The lines are mountains.

Would the marked countries become deserts?

Attached: Prototype.png (840x1192, 26K)

make your setting however you want. nobody is going to care if it's geologicially correct

Depends on the wind patterns, and probably latitude.

That depends on a lot of other things. How high are the mountains? How do the jet streams flow? What is the climate?

Look at South America, the desert is on the east side of the major mountain range in the south, but on the west side in the north.

Look at the Eastern US. The mountain range is long and low, there's no desert on either side.

So just make it however you want.

Tell me of the wind and sea currents, and of latitude.

I don't look so much at geography, but I don't want to make absolute nonsense.

So south = Mediterranean and west = Midwest/Great Plains wouldn't be complete nonsense?

man it's fantasy for a reason, I know a dude whose setting is a hollow cubical planet, do you think anyone ever comes up to him like "that's not realisticccc"

It depends on wind, sea temperatures, and more.

Here, let me show you some wind maps and things. Let's take this as the base map.

Attached: BaseMap.png (1000x500, 322K)

Then draw in the currents. Currents move clockwise north of the equator and anti-clockwise south of the equator.

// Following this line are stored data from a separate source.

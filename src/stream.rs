//! Per-SSRC stream context (spec.md §4.4).
//!
//! Grounded in original_source/srtp.c's `srtp_stream_ctx_t` and
//! `srtp_stream_init_keys`/`srtp_stream_clone`, expressed over the
//! teacher's `Rc`/`RefCell` idiom for the clone-on-authenticate sharing
//! (spec.md §5: no internal locking, single-threaded per session, so `Rc`
//! over `Arc` and `RefCell` over `Mutex` are the right fit — nothing here
//! is required to be `Send`).

use std::cell::{Cell, RefCell};
use std::rc::Rc;

use crate::crypto::{Cipher, HmacSha1Mac, Mac, NullMac};
use crate::ekt::Ekt;
use crate::error::Result;
use crate::key_derivation::{self, Label};
use crate::policy::{AuthKind, CryptoPolicy, SecurityServices, StreamPolicy};
use crate::replay::{RtcpReplayWindow, RtpReplayWindow};
use crate::usage_limit::{KeyUsageLimit, LimitEvent};

/// A stream's inferred traffic direction (spec.md §3/§4.6). Monotone once
/// set: a later operation implying the other direction is reported to the
/// caller as a collision, never failed.
#[derive(Copy, Clone, Debug, PartialEq, Eq)]
pub enum Direction {
    Unknown,
    Sender,
    Receiver,
}

/// The cipher, MAC and derived salt for one direction (RTP or RTCP) of a
/// stream, produced by [`derive_direction_keys`].
struct DirectionKeys {
    cipher: Rc<Cipher>,
    mac: Rc<dyn Mac>,
    salt: Vec<u8>,
    auth_tag_len: usize,
}

/// RFC 3711 §4.3 key installation for one direction: derive the cipher key,
/// session salt and MAC key from the master key/salt and install them into
/// fresh cipher/MAC objects.
fn derive_direction_keys(
    policy: &CryptoPolicy,
    master_key: &[u8],
    master_salt: &[u8],
    enc_label: Label,
    auth_label: Label,
    salt_label: Label,
) -> Result<DirectionKeys> {
    let salt = key_derivation::derive(master_key, master_salt, salt_label, policy.master_salt_len())?;

    let cipher = if policy.is_aead() {
        let key = key_derivation::derive(master_key, master_salt, enc_label, policy.master_key_len())?;
        Cipher::new_aes_gcm(&key, policy.auth_tag_len)?
    } else if matches!(policy.cipher, crate::crypto::AlgorithmId::Null) {
        Cipher::Null
    } else {
        let key = key_derivation::derive(master_key, master_salt, enc_label, policy.master_key_len())?;
        Cipher::new_aes_icm(key)?
    };

    let mac: Rc<dyn Mac> = match policy.auth {
        AuthKind::HmacSha1 => {
            let key = key_derivation::derive(master_key, master_salt, auth_label, policy.auth_key_len)?;
            Rc::new(HmacSha1Mac::new(key)?)
        }
        AuthKind::Null => Rc::new(NullMac),
    };

    Ok(DirectionKeys {
        cipher: Rc::new(cipher),
        mac,
        salt,
        auth_tag_len: policy.auth_tag_len,
    })
}

/// A stream holds, or shares with its template, everything needed to
/// protect/unprotect packets for one SSRC. The five objects shared on
/// clone are the RTP/RTCP ciphers, the RTP/RTCP MACs and the usage-limit
/// counter (spec.md §3's "five pointer-owned crypto objects"); replay
/// state is always fresh per stream, and salts are plain data copied by
/// value (identical content, independently owned — see DESIGN.md).
pub struct Stream {
    pub(crate) ssrc: u32,
    pub(crate) direction: Cell<Direction>,
    pub(crate) rtp_services: SecurityServices,
    pub(crate) rtcp_services: SecurityServices,
    pub(crate) allow_repeat_tx: bool,

    pub(crate) rtp_cipher: Rc<Cipher>,
    pub(crate) rtp_mac: Rc<dyn Mac>,
    pub(crate) rtp_auth_tag_len: usize,
    pub(crate) rtp_session_salt: Vec<u8>,
    pub(crate) rtp_replay: RefCell<RtpReplayWindow>,

    pub(crate) rtcp_cipher: Rc<Cipher>,
    pub(crate) rtcp_mac: Rc<dyn Mac>,
    pub(crate) rtcp_auth_tag_len: usize,
    pub(crate) rtcp_session_salt: Vec<u8>,
    pub(crate) rtcp_replay: RefCell<RtcpReplayWindow>,

    pub(crate) limit: Rc<RefCell<KeyUsageLimit>>,
    pub(crate) ekt: Option<Box<dyn Ekt>>,
    pub(crate) window_size: usize,
}

impl Stream {
    /// `alloc` + `init` collapsed into one constructor (spec.md §4.4):
    /// derives both directions' keys from `policy.master_key`/`master_salt`,
    /// sets up fresh replay state and usage-limit counter, and installs
    /// `policy.ekt` if present.
    pub(crate) fn new(policy: &StreamPolicy, ssrc: u32, direction: Direction) -> Result<Self> {
        policy.validate()?;

        let window_size = if policy.window_size == 0 {
            crate::replay::DEFAULT_WINDOW_SIZE
        } else {
            policy.window_size
        };

        let rtp = derive_direction_keys(
            &policy.rtp,
            &policy.master_key,
            &policy.master_salt,
            Label::RtpEncryption,
            Label::RtpAuthentication,
            Label::RtpSalt,
        )?;
        let rtcp = derive_direction_keys(
            &policy.rtcp,
            &policy.master_key,
            &policy.master_salt,
            Label::RtcpEncryption,
            Label::RtcpAuthentication,
            Label::RtcpSalt,
        )?;

        Ok(Stream {
            ssrc,
            direction: Cell::new(direction),
            rtp_services: policy.rtp.services,
            rtcp_services: policy.rtcp.services,
            allow_repeat_tx: policy.allow_repeat_tx,
            rtp_cipher: rtp.cipher,
            rtp_mac: rtp.mac,
            rtp_auth_tag_len: rtp.auth_tag_len,
            rtp_session_salt: rtp.salt,
            rtp_replay: RefCell::new(RtpReplayWindow::new(window_size)?),
            rtcp_cipher: rtcp.cipher,
            rtcp_mac: rtcp.mac,
            rtcp_auth_tag_len: rtcp.auth_tag_len,
            rtcp_session_salt: rtcp.salt,
            rtcp_replay: RefCell::new(RtcpReplayWindow::new(window_size)?),
            limit: Rc::new(RefCell::new(KeyUsageLimit::new())),
            ekt: policy.ekt.borrow_mut().take(),
            window_size,
        })
    }

    /// Clones `self` (the template) for a newly-observed `ssrc`: shares the
    /// ciphers, MACs and usage-limit counter, but gets fresh replay state
    /// (spec.md §4.4 `clone`). Direction starts `Unknown` — the caller sets
    /// it to match whichever operation (protect or unprotect) triggered the
    /// clone.
    pub(crate) fn clone_for_ssrc(&self, ssrc: u32) -> Result<Self> {
        Ok(Stream {
            ssrc,
            direction: Cell::new(Direction::Unknown),
            rtp_services: self.rtp_services,
            rtcp_services: self.rtcp_services,
            allow_repeat_tx: self.allow_repeat_tx,
            rtp_cipher: Rc::clone(&self.rtp_cipher),
            rtp_mac: Rc::clone(&self.rtp_mac),
            rtp_auth_tag_len: self.rtp_auth_tag_len,
            rtp_session_salt: self.rtp_session_salt.clone(),
            rtp_replay: RefCell::new(RtpReplayWindow::new(self.window_size)?),
            rtcp_cipher: Rc::clone(&self.rtcp_cipher),
            rtcp_mac: Rc::clone(&self.rtcp_mac),
            rtcp_auth_tag_len: self.rtcp_auth_tag_len,
            rtcp_session_salt: self.rtcp_session_salt.clone(),
            rtcp_replay: RefCell::new(RtcpReplayWindow::new(self.window_size)?),
            limit: Rc::clone(&self.limit),
            ekt: None,
            window_size: self.window_size,
        })
    }

    pub fn ssrc(&self) -> u32 {
        self.ssrc
    }

    pub fn direction(&self) -> Direction {
        self.direction.get()
    }

    /// Sets direction on first use; reports a collision (without failing
    /// the packet) if a later call implies the opposite direction, per
    /// spec.md §4.6's state machine.
    pub(crate) fn observe_direction(&self, implied: Direction) -> bool {
        match self.direction.get() {
            Direction::Unknown => {
                self.direction.set(implied);
                false
            }
            current if current == implied => false,
            _ => true,
        }
    }

    /// Advances the shared usage-limit counter, returning whether the soft
    /// or hard threshold was just crossed (spec.md §4.4).
    pub(crate) fn update_usage_limit(&self) -> LimitEvent {
        self.limit.borrow_mut().update()
    }
}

They generally try and move in circles along the large central seas.

Attached: TideMaps.png (1000x500, 306K)

Now let's take average global temperature, in this case we're cold.

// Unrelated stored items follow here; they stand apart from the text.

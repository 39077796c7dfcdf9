//! Phone number alphabet.
//!
//! A number is a non-empty string over twelve symbols: the digits `0`-`9`,
//! `*` and `#`. Every symbol has a dense index in `0..SYMBOL_COUNT`, which is
//! also the child slot it selects in a trie node. Ordering between numbers
//! follows that index, so `*` and `#` sort after `9`.

use std::cmp::Ordering;

/// Number of distinct symbols (and child slots per trie node).
pub const SYMBOL_COUNT: usize = 12;

const STAR: usize = 10;
const HASH: usize = 11;

#[inline]
pub fn is_valid_symbol(c: u8) -> bool {
    c.is_ascii_digit() || c == b'*' || c == b'#'
}

/// Dense index of a symbol: `0`-`9` map to 0-9, `*` to 10 and `#` to 11.
#[inline]
pub fn encode(c: u8) -> Option<usize> {
    match c {
        b'0'..=b'9' => Some((c - b'0') as usize),
        b'*' => Some(STAR),
        b'#' => Some(HASH),
        _ => None,
    }
}

#[inline]
pub fn decode(index: usize) -> Option<u8> {
    match index {
        0..=9 => Some(b'0' + index as u8),
        STAR => Some(b'*'),
        HASH => Some(b'#'),
        _ => None,
    }
}

/// Symbol indices of the leading run of valid symbols in `number`.
#[inline]
pub(crate) fn symbols(number: &str) -> impl Iterator<Item = usize> + '_ {
    number.bytes().map_while(encode)
}

/// Length of the leading run of valid symbols.
#[inline]
pub fn valid_len(number: &str) -> usize {
    number.bytes().take_while(|&c| is_valid_symbol(c)).count()
}

/// True iff `s` is non-empty and made only of valid symbols.
pub fn is_number(s: &str) -> bool {
    !s.is_empty() && s.bytes().all(is_valid_symbol)
}

pub fn are_equal(a: &str, b: &str) -> bool {
    let a = &a.as_bytes()[..valid_len(a)];
    let b = &b.as_bytes()[..valid_len(b)];
    a == b
}

/// True iff the symbols of `prefix` are a prefix of the symbols of `full`.
pub fn is_prefix_of(prefix: &str, full: &str) -> bool {
    let prefix = &prefix.as_bytes()[..valid_len(prefix)];
    let full = &full.as_bytes()[..valid_len(full)];
    full.starts_with(prefix)
}

/// Both are numbers and they differ: a number cannot be forwarded to itself.
pub fn are_suitable_for_rewrite(a: &str, b: &str) -> bool {
    is_number(a) && is_number(b) && a != b
}

/// Symbol-wise lexicographic order; a proper prefix sorts first.
pub fn compare(a: &str, b: &str) -> Ordering {
    symbols(a).cmp(symbols(b))
}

Attached: Icecaps.png (1000x500, 593K)

Now global wind patterns. They go in much the same way as tidal except they try and move from high to low pressure zones. High pressure is generally above water and low pressure above land. Also you can see they move in those large bands around the world.

Attached: WindMaps.png (1000x500, 294K)

Now you have:
>temperature adjustment

You can make a biomes map! Remember mountain ranges generally block rain and that the farther inland you go generally the dryer it gets. The key in this map is:
>grey = tundra
>red = woodland/scrubland
>dark blue = temperate forest
>light blue = temperate seasonal forest
>dark green = rainforest
>green/yellow = tropical seasonal forest/savanna
>light green = boreal forest
>orange = dessert
>brown = temperate gransland/cold desert

Attached: BiomeMap.png (1000x500, 632K)

>I'm not into geography

>Here, have all the geography!

Nice work though, very helpful.

In between two mountain chains = fertile valley.
Otherwise = Hills or desert.

Then why do you care? Stop posting.

this is amazing

But spergs on Veeky Forums map threads will >:C

You have to be 18 to post here.

But user, you forgot that high pressure and low pressure move depending on the season! Your maps are garbage!!!!!!!

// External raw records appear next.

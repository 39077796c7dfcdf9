//! # phone-forward
//!
//! Phone number forwarding by prefix rewrite rules.
//!
//! A rule `from -> to` says that every number starting with `from` is
//! reported with that prefix replaced by `to`. Lookups resolve by longest
//! matching prefix; reverse lookups list the numbers that could have been
//! forwarded to a given one.
//!
//! Rules are kept in two tries that mirror each other: the forward trie maps
//! a source prefix to its target, the reverse trie maps a target to every
//! source currently forwarded there. Every mutation keeps both sides in step,
//! and a failed mutation leaves neither side touched.
//!
//! ## Example
//!
//! ```rust
//! use phone_forward::ForwardingTable;
//!
//! let mut table = ForwardingTable::new();
//! table.add("601", "602").unwrap();
//! table.add("60", "70").unwrap();
//!
//! let got = table.get("601123").unwrap();
//! assert_eq!(got.get(0), Some("602123"));
//!
//! let rev = table.reverse("70555").unwrap();
//! assert_eq!(rev.iter().collect::<Vec<_>>(), ["60555", "70555"]);
//!
//! table.remove("60");
//! assert_eq!(table.get("601123").unwrap().get(0), Some("601123"));
//! ```

#![warn(clippy::all)]

mod alloc;
pub mod error;
pub mod forward;
pub mod numbers;
pub mod symbol;
mod trie;

pub use error::{Error, Result};
pub use forward::ForwardingTable;
pub use numbers::{AppendError, NumberList, Removal};

/// Configuration for a [`ForwardingTable`].
#[derive(Debug, Clone)]
pub struct Config {
    /// Node capacity reserved up front in each of the two tries.
    pub initial_nodes: usize,
}

impl Default for Config {
    fn default() -> Self {
        Self { initial_nodes: 64 }
    }
}

#[cfg(test)]
pub(crate) fn init_tracing() {
    let _ = tracing_subscriber::fmt()
        .with_env_filter(tracing_subscriber::EnvFilter::from_default_env())
        .with_test_writer()
        .try_init();
}

#[cfg(test)]
mod proptests;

Or, more seriously to those who don't want too much "into geography", there's really a variety of cut-off points you can make for what's too much effort for climatology. I recommend at least knowing where your map is on the globe of its world, and if it's east coast knowing if it's on an Asian-size continent (monsoon season!) or just North American (not so much). Then just look at a map of Earth and find something kinda similar.

How the hell should I know, where is the ocean

Imagine actually taking that comment seriously.

Welcome to Veeky Forums, newfriend. We often use sarcasm here.